DATA RECORDS
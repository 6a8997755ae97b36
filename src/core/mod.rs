//! Core module - shared infrastructure for Codeclass
//!
//! This module contains foundational configuration and error handling
//! used throughout the application.

pub mod config;
pub mod error;

pub use config::{Config, GreetingConfig, UiConfig};
pub use error::{CodeclassError, Result};
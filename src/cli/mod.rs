//! CLI module - command-line interface
//!
//! Contains the output builders for the binary's non-greeting modes.

pub mod commands;
//! Greeting module - the chapter's one executable example
//!
//! Reads a single name from the input stream and prints a greeting for it.

pub mod greeter;

pub use greeter::Greeter;
//! The greeting script
//!
//! A single linear sequence: read one line, format it, write the greeting.
//! There is no loop and no retry; the one read blocks until a line or end
//! of input arrives.

use std::io::{self, BufRead, IsTerminal, Write};

use crate::core::{CodeclassError, Config, Result};

/// Runs the greeting script: one read, one write.
pub struct Greeter {
    config: Config,
}

impl Greeter {
    /// Create a greeter with default configuration
    pub fn new() -> Self {
        Self::with_config(Config::default())
    }

    /// Create a greeter with custom configuration
    pub fn with_config(config: Config) -> Self {
        Self { config }
    }

    /// Get the current configuration
    pub fn config(&self) -> &Config {
        &self.config
    }

    /// Format the greeting for a name
    ///
    /// The name is embedded exactly as given: no trimming, no escaping,
    /// no case normalization. With default configuration this produces
    /// `Hello, <name>!`.
    pub fn greeting(&self, name: &str) -> String {
        format!(
            "{}, {}{}",
            self.config.greeting.salutation, name, self.config.greeting.punctuation
        )
    }

    /// Read one line from the reader and strip its line terminator
    ///
    /// Only the trailing `\n` (or `\r\n`) is removed; interior and leading
    /// whitespace is preserved. An empty line yields an empty name. If the
    /// stream is exhausted before a line is delivered, the read fails with
    /// `EndOfInput`.
    pub fn read_name<R: BufRead>(&self, reader: &mut R) -> Result<String> {
        let mut line = String::new();
        let bytes = reader.read_line(&mut line)?;
        if bytes == 0 {
            return Err(CodeclassError::EndOfInput);
        }

        if line.ends_with('\n') {
            line.pop();
            if line.ends_with('\r') {
                line.pop();
            }
        }

        Ok(line)
    }

    /// Read one name from `input` and write the greeting line to `output`
    pub fn greet<R: BufRead, W: Write>(&self, input: &mut R, output: &mut W) -> Result<()> {
        let name = self.read_name(input)?;
        writeln!(output, "{}", self.greeting(&name))?;
        Ok(())
    }

    /// Run the script against stdin and stdout
    ///
    /// The question prompt goes to stderr, and only when a person is
    /// actually typing at a terminal; piped input sees nothing but the
    /// greeting line on stdout.
    pub fn run(&self) -> Result<()> {
        if self.config.ui.show_prompt && io::stdin().is_terminal() {
            eprint!("{}", self.config.greeting.prompt);
            io::stderr().flush()?;
        }

        let stdin = io::stdin();
        let mut input = stdin.lock();
        let mut stdout = io::stdout();
        self.greet(&mut input, &mut stdout)
    }
}

impl Default for Greeter {
    fn default() -> Self {
        Self::new()
    }
}
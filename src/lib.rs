//! Codeclass - Classroom Companion CLI
//!
//! A small console tool for a beginner programming course. It ships the
//! chapter handouts as static learning content and runs the chapter's one
//! executable example: ask for a name, print a greeting.
//!
//! # Architecture
//!
//! - **Core**: Configuration and error handling
//! - **Greeting**: The greeting script (read one line, write one line)
//! - **Course**: The embedded chapter handouts
//! - **CLI**: Output builders for the command-line modes
//!
//! # Usage
//!
//! ```rust
//! use codeclass::Greeter;
//!
//! let greeter = Greeter::new();
//! assert_eq!(greeter.greeting("Ada"), "Hello, Ada!");
//! ```

pub mod cli;
pub mod core;
pub mod course;
pub mod greeting;

// Re-export commonly used items
pub use crate::core::{CodeclassError, Config, Result};
pub use crate::greeting::Greeter;
//! Handout and config mode integration tests

use assert_cmd::Command;
use predicates::prelude::*;
use tempfile::TempDir;

fn codeclass(config_home: &TempDir) -> Command {
    let mut cmd = Command::cargo_bin("codeclass").unwrap();
    cmd.env_remove("CODECLASS_SALUTATION");
    cmd.env_remove("CODECLASS_PROMPT");
    cmd.env_remove("CODECLASS_SHOW_PROMPT");
    cmd.env("XDG_CONFIG_HOME", config_home.path());
    cmd
}

#[test]
fn test_list_shows_both_handouts() {
    let home = TempDir::new().unwrap();
    codeclass(&home)
        .arg("--list")
        .assert()
        .success()
        .stdout(predicate::str::contains("storyboard"))
        .stdout(predicate::str::contains("repl"))
        .stdout(predicate::str::contains("Code vs Programming Storyboard"));
}

#[test]
fn test_print_repl_handout() {
    let home = TempDir::new().unwrap();
    codeclass(&home)
        .args(["--handout", "repl"])
        .assert()
        .success()
        .stdout(predicate::str::contains("Talk to the Python REPL"))
        .stdout(predicate::str::contains("print(\"Hello, World!\")"));
}

#[test]
fn test_print_storyboard_handout() {
    let home = TempDir::new().unwrap();
    codeclass(&home)
        .args(["--handout", "storyboard"])
        .assert()
        .success()
        .stdout(predicate::str::contains("Code vs Programming Storyboard"))
        .stdout(predicate::str::contains("Hello, "));
}

#[test]
fn test_unknown_handout_fails() {
    let home = TempDir::new().unwrap();
    codeclass(&home)
        .args(["--handout", "quiz"])
        .assert()
        .failure()
        .stdout(predicate::str::is_empty())
        .stderr(predicate::str::contains("Unknown handout 'quiz'"));
}

#[test]
fn test_handout_mode_ignores_stdin() {
    let home = TempDir::new().unwrap();
    codeclass(&home)
        .args(["--handout", "repl"])
        .write_stdin("Ada\n")
        .assert()
        .success()
        .stdout(predicate::str::contains("REPL").and(predicate::str::contains("Hello, Ada!").not()));
}

#[test]
fn test_init_config_writes_file_once() {
    let home = TempDir::new().unwrap();

    codeclass(&home)
        .arg("--init-config")
        .assert()
        .success()
        .stdout(predicate::str::contains("Wrote default config"));

    let config_path = home.path().join("codeclass").join("config.toml");
    assert!(config_path.exists());

    codeclass(&home)
        .arg("--init-config")
        .assert()
        .success()
        .stdout(predicate::str::contains("Config already exists"));
}

#[test]
fn test_config_file_changes_salutation() {
    let home = TempDir::new().unwrap();
    let config_dir = home.path().join("codeclass");
    std::fs::create_dir_all(&config_dir).unwrap();
    std::fs::write(
        config_dir.join("config.toml"),
        "[greeting]\nsalutation = \"Hei\"\nprompt = \"Navn? \"\npunctuation = \"!\"\n",
    )
    .unwrap();

    codeclass(&home)
        .write_stdin("Ada\n")
        .assert()
        .success()
        .stdout("Hei, Ada!\n");
}

#[test]
fn test_help_describes_modes() {
    let home = TempDir::new().unwrap();
    codeclass(&home)
        .arg("--help")
        .assert()
        .success()
        .stdout(predicate::str::contains("handout"))
        .stdout(predicate::str::contains("salutation"));
}
//! Interface handlers.

use crate::dto::{
    self, AddressRequest, CreateLoopbackResponse, InterfaceResponse, SetStateRequest,
};
use crate::error::ApiError;
use crate::state::AppState;
use axum::extract::{Path, State};
use axum::http::StatusCode;
use axum::Json;

pub async fn list(State(state): State<AppState>) -> Result<Json<Vec<InterfaceResponse>>, ApiError> {
    let interfaces = state.interfaces.list().await?;
    Ok(Json(interfaces.into_iter().map(Into::into).collect()))
}

pub async fn create_loopback(
    State(state): State<AppState>,
) -> Result<(StatusCode, Json<CreateLoopbackResponse>), ApiError> {
    let sw_if_index = state.interfaces.create_loopback().await?;
    Ok((
        StatusCode::CREATED,
        Json(CreateLoopbackResponse { sw_if_index }),
    ))
}

pub async fn delete_loopback(
    State(state): State<AppState>,
    Path(sw_if_index): Path<u32>,
) -> Result<StatusCode, ApiError> {
    state.interfaces.delete_loopback(sw_if_index).await?;
    Ok(StatusCode::NO_CONTENT)
}

pub async fn set_state(
    State(state): State<AppState>,
    Path(sw_if_index): Path<u32>,
    Json(req): Json<SetStateRequest>,
) -> Result<StatusCode, ApiError> {
    state.interfaces.set_admin_state(sw_if_index, req.up).await?;
    Ok(StatusCode::NO_CONTENT)
}

pub async fn add_address(
    State(state): State<AppState>,
    Path(sw_if_index): Path<u32>,
    Json(req): Json<AddressRequest>,
) -> Result<StatusCode, ApiError> {
    let dst = dto::parse_destination(&req.address)?;
    state.interfaces.add_address(sw_if_index, dst).await?;
    Ok(StatusCode::CREATED)
}

pub async fn remove_address(
    State(state): State<AppState>,
    Path(sw_if_index): Path<u32>,
    Json(req): Json<AddressRequest>,
) -> Result<StatusCode, ApiError> {
    let dst = dto::parse_destination(&req.address)?;
    state.interfaces.remove_address(sw_if_index, dst).await?;
    Ok(StatusCode::NO_CONTENT)
}

#[cfg(test)]
mod tests {
    use super::*;
    use dpctl_client::testing::{MockScript, MockTransport};
    use dpctl_client::Client;
    use dpctl_wire::interface::{CreateLoopbackReply, SwInterfaceAddDelAddressReply};
    use dpctl_wire::Status;
    use std::sync::Arc;

    fn state_for(mock: &MockTransport) -> AppState {
        AppState::new(Client::new(Arc::new(mock.clone())))
    }

    #[tokio::test]
    async fn test_create_loopback_returns_created() {
        let mock = MockTransport::new();
        mock.push_script(MockScript::new().reply(CreateLoopbackReply {
            retval: Status::OK,
            sw_if_index: 7,
        }));

        let (status, Json(resp)) = create_loopback(State(state_for(&mock))).await.unwrap();
        assert_eq!(status, StatusCode::CREATED);
        assert_eq!(resp.sw_if_index, 7);
    }

    #[tokio::test]
    async fn test_add_address_invalid_input_is_400() {
        let mock = MockTransport::new();
        let err = add_address(
            State(state_for(&mock)),
            Path(1),
            Json(AddressRequest {
                address: "not-a-prefix".into(),
            }),
        )
        .await
        .unwrap_err();
        assert_eq!(err.status(), StatusCode::BAD_REQUEST);
        assert_eq!(mock.opened(), 0);
    }

    #[tokio::test]
    async fn test_add_address_conflict_is_409() {
        let mock = MockTransport::new();
        mock.push_script(MockScript::new().reply(SwInterfaceAddDelAddressReply {
            retval: Status::ADDRESS_IN_USE,
        }));

        let err = add_address(
            State(state_for(&mock)),
            Path(1),
            Json(AddressRequest {
                address: "192.0.2.1/24".into(),
            }),
        )
        .await
        .unwrap_err();
        assert_eq!(err.status(), StatusCode::CONFLICT);
    }
}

EXERCISE PROMPT
Search the entries for the word "into" and gather every line where it appears.

ANSWER AREA
    Ok(Json(interfaces.into_iter().map(Into::into).collect()))
                address: "not-a-prefix".into(),
                address: "192.0.2.1/24".into(),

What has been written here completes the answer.